§ **What you will do**: Lines holding the string "crates": copy each one from the listing below.

* * * * * * *

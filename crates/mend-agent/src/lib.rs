//! # mend-agent
//!
//! Model API client and response-protocol parser for Mend.
//!
//! The model answers with free text containing triple-backtick fenced
//! directive blocks: a `branch=<name>, path=<file>` header followed by file
//! content, or a `run` header followed by shell commands, plus at most one
//! `summary=<text>` line anywhere in the response.
//!
//! [`protocol::parse_response`] recovers typed [`mend_core::Directive`]s from
//! that text. The grammar is deliberately forgiving: unrecognized blocks are
//! skipped (and reported), never fatal.

mod auth;
mod client;
pub mod protocol;
mod types;

pub use auth::get_api_key;
pub use client::AgentClient;
pub use protocol::parse_response;
pub use types::*;
//! # mend-vcs
//!
//! Git integration for the Mend loop: a [`GitExecutor`] trait over
//! subprocess git (with a per-invocation deadline), and the
//! [`ChangeApplier`] that turns parsed directives into branch commits and
//! force-pushes.
//!
//! The working tree is a single shared mutable resource: one checked-out
//! branch at a time. The applier therefore owns its [`WorkTree`] handle
//! exclusively for the duration of one `apply` call and applies directives
//! strictly in order, one at a time. Failure of one directive never stops
//! the rest of the batch.

mod applier;
mod executor;

pub use applier::{validate_path, ChangeApplier, WorkTree};
pub use executor::{GitCommand, GitExecutor};
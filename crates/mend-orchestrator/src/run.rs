//! One self-healing run, end to end
//!
//! [`run_once`] gathers inputs and makes the model call; [`handle_response`]
//! does everything after the raw text exists (parse, log, apply) and is what
//! the tests exercise. The split keeps the model call - the one step that
//! needs credentials and a network - at the very edge.

use chrono::Utc;
use mend_agent::{parse_response, AgentClient};
use mend_core::{ApplyReport, MendConfig, MendError, Result, RunReport};
use mend_vcs::{ChangeApplier, GitCommand, GitExecutor, WorkTree};
use std::path::PathBuf;
use std::time::Duration;
use tracing::{info, warn};
use uuid::Uuid;

use crate::conversation::ConversationLog;
use crate::prompt::{compose_user_prompt, system_prompt};

/// Options for one run
#[derive(Debug, Clone)]
pub struct RunOptions {
    /// Root of the working tree being healed
    pub repo_root: PathBuf,
    /// Parse and report only; no log append, no git side effects
    pub dry_run: bool,
}

/// Execute one full self-healing run against `repo_root`
///
/// Fatal errors (missing fail log, missing API key, upstream call failure)
/// abort before any side effects.
pub async fn run_once(options: &RunOptions) -> Result<RunReport> {
    let config = MendConfig::load_or_default(&options.repo_root)?;

    let fail_log_path = options.repo_root.join(&config.files.fail_log);
    if !fail_log_path.exists() {
        return Err(MendError::MissingInput(format!(
            "No {} found, nothing to fix",
            config.files.fail_log
        )));
    }
    let fail_logs = std::fs::read_to_string(&fail_log_path)?;

    let log = ConversationLog::new(options.repo_root.join(&config.files.conversation_log))
        .with_rotation(config.files.rotate_above_bytes);
    let conversation = log.load()?;

    let client = AgentClient::from_config(&config.models);
    let completion = client
        .complete(
            &system_prompt(),
            &compose_user_prompt(&fail_logs, &conversation),
        )
        .await?;

    if options.dry_run {
        let parsed = parse_response(&completion.output);
        for directive in &parsed.directives {
            info!("Would apply: {}", directive.describe());
        }
        return Ok(RunReport {
            run_id: Uuid::new_v4(),
            timestamp: Utc::now(),
            summary: parsed.summary.clone(),
            directives_parsed: parsed.directives.len(),
            blocks_skipped: parsed.skipped.len(),
            apply: ApplyReport::default(),
        });
    }

    let executor = GitCommand::new(
        &options.repo_root,
        Duration::from_secs(config.git.command_timeout_secs),
    );
    let mut applier = ChangeApplier::new(
        executor,
        WorkTree::new(&options.repo_root, config.git.remote.clone()),
    );

    handle_response(&completion.output, &log, &mut applier).await
}

/// Parse a raw model response, record its summary, and apply its directives
///
/// The summary is appended before application, so the operator sees it even
/// when directives fail. Per-directive failures are recorded in the report
/// and never propagate.
pub async fn handle_response<E: GitExecutor>(
    raw: &str,
    log: &ConversationLog,
    applier: &mut ChangeApplier<E>,
) -> Result<RunReport> {
    let parsed = parse_response(raw);

    info!(
        "Parsed {} directive(s), {} skipped block(s)",
        parsed.directives.len(),
        parsed.skipped.len()
    );
    for block in &parsed.skipped {
        warn!("Ignoring block with unrecognized header: {:?}", block.header);
    }

    log.append(&parsed.summary)?;

    let apply = applier.apply(&parsed.directives).await;

    for result in &apply.results {
        match result {
            mend_core::ChangeResult::Applied { directive } => {
                info!("Applied: {}", directive);
            }
            mend_core::ChangeResult::Failed { directive, reason } => {
                warn!("Failed: {} ({})", directive, reason);
            }
        }
    }

    Ok(RunReport {
        run_id: Uuid::new_v4(),
        timestamp: Utc::now(),
        summary: parsed.summary,
        directives_parsed: parsed.directives.len(),
        blocks_skipped: parsed.skipped.len(),
        apply,
    })
}

#[cfg(test)]
mod tests {
    use super::*;
    use async_trait::async_trait;
    use tempfile::TempDir;

    /// Executor that accepts everything, so tests only exercise the driver.
    struct YesExecutor;

    #[async_trait]
    impl GitExecutor for YesExecutor {
        async fn exec(&self, _args: &[&str]) -> Result<String> {
            Ok(String::new())
        }
    }

    fn applier_in(dir: &TempDir) -> ChangeApplier<YesExecutor> {
        ChangeApplier::new(YesExecutor, WorkTree::new(dir.path(), "origin"))
    }

    #[tokio::test]
    async fn response_flows_through_log_and_applier() {
        let dir = TempDir::new().unwrap();
        let log = ConversationLog::new(dir.path().join("conversation_log.md"));
        let mut applier = applier_in(&dir);

        let raw = "```branch=backend, path=backend/app.py\nprint(\"hi\")\n```\n\
                   ```run\npip install foo\n```\n\
                   summary=Fixed a null check\n";
        let report = handle_response(raw, &log, &mut applier).await.unwrap();

        assert_eq!(report.directives_parsed, 2);
        assert_eq!(report.blocks_skipped, 0);
        assert_eq!(report.summary, "Fixed a null check");
        assert_eq!(report.apply.proposed_commands, vec!["pip install foo"]);
        assert!(report.apply.results.iter().all(|r| r.is_applied()));

        assert!(dir.path().join("backend/app.py").exists());
        assert!(log.load().unwrap().contains("Fixed a null check"));
    }

    #[tokio::test]
    async fn summary_is_logged_even_when_nothing_applies() {
        let dir = TempDir::new().unwrap();
        let log = ConversationLog::new(dir.path().join("conversation_log.md"));
        let mut applier = applier_in(&dir);

        let raw = "```mystery\nblob\n```\nsummary=Could not find a fix\n";
        let report = handle_response(raw, &log, &mut applier).await.unwrap();

        assert_eq!(report.directives_parsed, 0);
        assert_eq!(report.blocks_skipped, 1);
        assert!(log.load().unwrap().contains("Could not find a fix"));
    }

    #[tokio::test]
    async fn run_once_without_fail_log_is_fatal() {
        let dir = TempDir::new().unwrap();
        let options = RunOptions {
            repo_root: dir.path().to_path_buf(),
            dry_run: false,
        };

        let err = run_once(&options).await.unwrap_err();
        assert!(matches!(err, MendError::MissingInput(_)));
        // Fatal before side effects: no conversation log was written.
        assert!(!dir.path().join("conversation_log.md").exists());
    }
}
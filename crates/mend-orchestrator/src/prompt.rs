//! Prompt construction for the self-healing run
//!
//! The system prompt tells the model what Mend is and how to answer; the
//! user prompt carries the failure evidence and the conversation so far.
//! Anything outside directive blocks is ignored except `summary=` lines, and
//! the model is told so.

use std::env;

/// Environment variable that overrides the built-in system prompt
pub const SYSTEM_PROMPT_OVERRIDE_ENV: &str = "MEND_SYSTEM_PROMPT_OVERRIDE";

const DEFAULT_SYSTEM_PROMPT: &str = r#"You are the repair agent for an automated self-healing loop.
You receive failure logs and the conversation so far for a version-controlled
repository. Propose fixes as complete file replacements, each committed to a
branch you name, plus any shell commands the operator should consider running.
Keep changes minimal and focused on the reported failures."#;

/// System prompt, honoring the override environment variable
pub fn system_prompt() -> String {
    match env::var(SYSTEM_PROMPT_OVERRIDE_ENV) {
        Ok(prompt) if !prompt.trim().is_empty() => prompt,
        _ => DEFAULT_SYSTEM_PROMPT.to_string(),
    }
}

/// Instructions describing the directive block protocol
///
/// Included in every user prompt so the model's output stays parseable.
pub fn protocol_instructions() -> &'static str {
    r#"Respond using fenced blocks:

```branch=BRANCHNAME, path=relative/path/to/file
... the complete new file content ...
```

for every file you change (one block per file, full content, no patches), and

```run
shell commands for the operator to review
```

for commands. Commands are never run automatically; they are queued for
review. Do not nest triple-backtick fences inside a block body.

Also include exactly one line, outside any block:

summary=one line describing what you changed and why

Any other text outside blocks is ignored."#
}

/// Compose the user prompt from failure evidence and the conversation log
pub fn compose_user_prompt(fail_logs: &str, conversation: &str) -> String {
    format!(
        "Here are the current fail logs and the conversation so far.\n\n\
         [FAIL LOGS]\n{}\n\n\
         [CONVERSATION LOG so far]\n{}\n\n\
         {}\n",
        fail_logs,
        conversation,
        protocol_instructions()
    )
}
//! Mend CLI - self-healing loop for version-controlled repositories
//!
//! Usage:
//!   mend init              Write default config into .mend/
//!   mend run               Run one self-healing iteration
//!   mend run --dry-run     Parse and report without touching the tree

use anyhow::Result;
use clap::{Parser, Subcommand};
use mend_core::{ChangeResult, MendConfig};
use mend_orchestrator::{run_once, RunOptions};
use std::path::PathBuf;
use tracing::{info, Level};
use tracing_subscriber::FmtSubscriber;

#[derive(Parser)]
#[command(name = "mend")]
#[command(author, version, about = "Self-healing loop for version-controlled repositories")]
struct Cli {
    /// Enable verbose logging
    #[arg(short, long)]
    verbose: bool,

    #[command(subcommand)]
    command: Commands,
}

#[derive(Subcommand)]
enum Commands {
    /// Initialize Mend in a repository
    Init {
        /// Repository path (defaults to current directory)
        #[arg(default_value = ".")]
        path: PathBuf,
    },

    /// Run one self-healing iteration
    Run {
        /// Repository path (defaults to current directory)
        #[arg(default_value = ".")]
        path: PathBuf,

        /// Parse and report only; no commits, pushes, or log appends
        #[arg(long)]
        dry_run: bool,

        /// Print the run report as JSON
        #[arg(long)]
        json: bool,
    },
}

#[tokio::main]
async fn main() -> Result<()> {
    let cli = Cli::parse();

    // Setup logging
    let level = if cli.verbose { Level::DEBUG } else { Level::INFO };
    let subscriber = FmtSubscriber::builder()
        .with_max_level(level)
        .with_target(false)
        .finish();
    tracing::subscriber::set_global_default(subscriber)?;

    match cli.command {
        Commands::Init { path } => cmd_init(path),
        Commands::Run {
            path,
            dry_run,
            json,
        } => cmd_run(path, dry_run, json).await,
    }
}

fn cmd_init(path: PathBuf) -> Result<()> {
    MendConfig::write_default(&path)?;
    info!("Wrote default config to {}", path.join(".mend/config.toml").display());
    Ok(())
}

async fn cmd_run(path: PathBuf, dry_run: bool, json: bool) -> Result<()> {
    let options = RunOptions {
        repo_root: path,
        dry_run,
    };
    let report = run_once(&options).await?;

    if json {
        println!("{}", serde_json::to_string_pretty(&report)?);
        return Ok(());
    }

    println!("Run {}", report.run_id);
    if !report.summary.is_empty() {
        println!("Summary: {}", report.summary);
    }
    println!(
        "Directives: {} parsed, {} blocks skipped",
        report.directives_parsed, report.blocks_skipped
    );

    for result in &report.apply.results {
        match result {
            ChangeResult::Applied { directive } => println!("  ok    {}", directive),
            ChangeResult::Failed { directive, reason } => {
                println!("  FAIL  {} ({})", directive, reason)
            }
        }
    }

    if !report.apply.proposed_commands.is_empty() {
        println!("\nProposed commands (review before running, never executed automatically):");
        for commands in &report.apply.proposed_commands {
            for line in commands.lines() {
                println!("  $ {}", line);
            }
        }
    }

    Ok(())
}
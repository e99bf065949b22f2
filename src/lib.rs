//! chart-bridge: chart specifications and composition in front of an
//! external SVG renderer.
//!
//! Array-like input is normalized into typed chart data, charts are
//! overlaid in-process, and rendering, side-by-side/vertical layout and PNG
//! rasterization are delegated to a [`render::RenderGateway`], by default a
//! script-runtime subprocess.

pub mod api;
pub mod core;
pub mod error;
pub mod render;
pub mod telemetry;

pub use api::{Chart, ChartConfig, ChartContext, ChartOptions};
pub use error::{ChartError, ChartResult};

* * * * * * *

§ **Result for this task**:
filename crates/mend-agent/src/lib.rs
filename crates/mend-orchestrator/src/run.rs
filename crates/mend-orchestrator/src/prompt.rs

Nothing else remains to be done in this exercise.